FW Thorpe reports stable half-year.


FW Thorpe reported stable interim results for the six months ended 31 December on Thursday, with profits edging higher despite a modest decline in revenue as mixed performances across its regional businesses reflected challenging market conditions.

  • Thorpe (F.W.)
  • 05 March 2026 13:18:10
FW Thorpe

Source: Sharecast

The AIM-traded professional lighting systems group posted revenue of £81.7m for the period, down 2.4% from £83.8m a year earlier.

Operating profit before acquisition adjustments slipped slightly to £12.5m from £12.6m, while statutory operating profit rose marginally to £11.6m from £11.5m.

Profit before tax increased 3.1% to £11.6m compared with £11.2m in the prior year, while basic earnings per share rose to 7.86p from 7.65p.

The board declared an interim dividend of 1.81p per share, up 2.8% from 1.76p a year earlier, and announced a special dividend of 2.60p per share.

Chairman Mike Allcock said the group delivered a stable performance during the period.

“For the interim period ended 31 December, the group delivered a stable performance, broadly consistent with the prior year and in line with the board's expectations.”

Operational performance across the group’s subsidiaries was mixed.

Allcock said Famostar and Zemper performed strongly, while the group’s UK operations were marginally ahead of the previous year.

However, Lightronics and SchahlLED underperformed expectations, with the latter affected by the recession in Germany’s industrial sector.

“I am pleased that TRT continues to trade profitably, and it now looks to lift margins to levels expected for other group companies,” Allcock added.

The company generated net cash from operating activities of £14.3m during the period, compared with £15.0m in the same period a year earlier.

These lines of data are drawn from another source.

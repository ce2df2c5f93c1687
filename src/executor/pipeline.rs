//! Per-issue execution pipeline: assess, sandbox, spawn, wait, process.
//!
//! Every phase persists its state transition before the side effect that
//! depends on it, and checks the stop token between suspension points so a
//! shutdown mid-execution still releases the claim. Store writes in the
//! cleanup paths are synchronous, so they complete even when the ambient
//! operation was cancelled.

use std::fmt::Write as _;
use std::path::PathBuf;
use std::sync::Arc;

use serde_json::json;
use tokio_util::sync::CancellationToken;
use uuid::Uuid;

use crate::agent::{self, AgentRequest};
use crate::error::Result;
use crate::events::{AgentEvent, EventSeverity, EventType};
use crate::executor::context::{build_prompt, ContextGatherer};
use crate::executor::Executor;
use crate::issue::{ExecutionState, Issue, IssueUpdate, Status};
use crate::oracle::Assessment;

FW Thorpe said it continued to invest in sales resources and manufacturing capacity across the group.

The company said it was recruiting additional sales engineers in multiple European markets and strengthening business development activity in the UK.

Capital investment was also continuing across manufacturing sites, including a factory extension at Solite in Denton, Manchester, new automated welding and metal forming equipment at Thorlux, and additional injection moulding machinery at Zemper in Spain.

Allcock said these investments support the group’s strategy of local manufacturing and operational efficiency, though they may weigh slightly on short-term profitability.

“With so many markets suffering challenging trading conditions ... the outlook for growth for the second half remains a challenge,” he said, noting that the company faced a tough comparison with the strong second half delivered in the previous financial year.

The chairman added that while the board has reviewed potential acquisition opportunities, none had met its requirements, resulting in a continued build-up of cash on the balance sheet.

As a result, the company approved both the dividend increase and special dividend while maintaining its policy of share buybacks when appropriate.

At 1242 GMT, shares in FW Thorpe were flat at 275p.